### What the exercise asks:
Print the lines of the data, starting with the first, up to and including the line where "fn from_digit(digit: u8)" appears.

Records to use START

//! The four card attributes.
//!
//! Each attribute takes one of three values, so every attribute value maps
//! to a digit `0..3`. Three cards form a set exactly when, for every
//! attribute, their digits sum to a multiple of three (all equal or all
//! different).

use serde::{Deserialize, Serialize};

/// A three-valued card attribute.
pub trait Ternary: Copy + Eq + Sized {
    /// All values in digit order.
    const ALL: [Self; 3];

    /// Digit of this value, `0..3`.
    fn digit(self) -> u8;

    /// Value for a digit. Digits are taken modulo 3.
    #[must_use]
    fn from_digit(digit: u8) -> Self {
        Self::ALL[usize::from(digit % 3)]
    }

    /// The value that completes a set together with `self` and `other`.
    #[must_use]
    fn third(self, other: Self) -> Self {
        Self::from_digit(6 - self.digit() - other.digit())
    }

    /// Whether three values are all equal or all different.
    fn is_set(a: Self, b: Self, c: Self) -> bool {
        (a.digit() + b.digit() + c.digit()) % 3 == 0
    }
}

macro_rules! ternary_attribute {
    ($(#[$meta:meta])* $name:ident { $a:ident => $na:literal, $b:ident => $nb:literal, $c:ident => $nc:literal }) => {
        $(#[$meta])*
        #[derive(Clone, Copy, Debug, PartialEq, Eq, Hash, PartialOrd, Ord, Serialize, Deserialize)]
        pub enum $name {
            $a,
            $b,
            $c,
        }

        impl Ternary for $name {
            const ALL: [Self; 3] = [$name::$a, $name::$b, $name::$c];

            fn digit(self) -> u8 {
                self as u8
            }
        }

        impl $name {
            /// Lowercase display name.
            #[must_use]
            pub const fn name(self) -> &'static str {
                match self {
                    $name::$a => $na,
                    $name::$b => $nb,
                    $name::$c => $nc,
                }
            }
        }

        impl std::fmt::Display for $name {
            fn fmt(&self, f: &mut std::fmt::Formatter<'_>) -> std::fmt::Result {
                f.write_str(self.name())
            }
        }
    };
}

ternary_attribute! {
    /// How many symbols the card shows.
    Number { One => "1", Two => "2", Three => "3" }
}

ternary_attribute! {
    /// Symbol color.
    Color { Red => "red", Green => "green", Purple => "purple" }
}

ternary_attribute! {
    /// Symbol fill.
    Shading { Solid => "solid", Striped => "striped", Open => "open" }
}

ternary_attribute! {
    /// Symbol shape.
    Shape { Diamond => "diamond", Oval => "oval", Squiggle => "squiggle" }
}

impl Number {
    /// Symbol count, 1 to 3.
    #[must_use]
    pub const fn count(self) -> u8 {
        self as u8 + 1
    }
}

Records to use END

### Task result:
//! The four card attributes.
//!
//! Each attribute takes one of three values, so every attribute value maps
//! to a digit `0..3`. Three cards form a set exactly when, for every
//! attribute, their digits sum to a multiple of three (all equal or all
//! different).

use serde::{Deserialize, Serialize};

/// A three-valued card attribute.
pub trait Ternary: Copy + Eq + Sized {
    /// All values in digit order.
    const ALL: [Self; 3];

    /// Digit of this value, `0..3`.
    fn digit(self) -> u8;

    /// Value for a digit. Digits are taken modulo 3.
    #[must_use]
    fn from_digit(digit: u8) -> Self {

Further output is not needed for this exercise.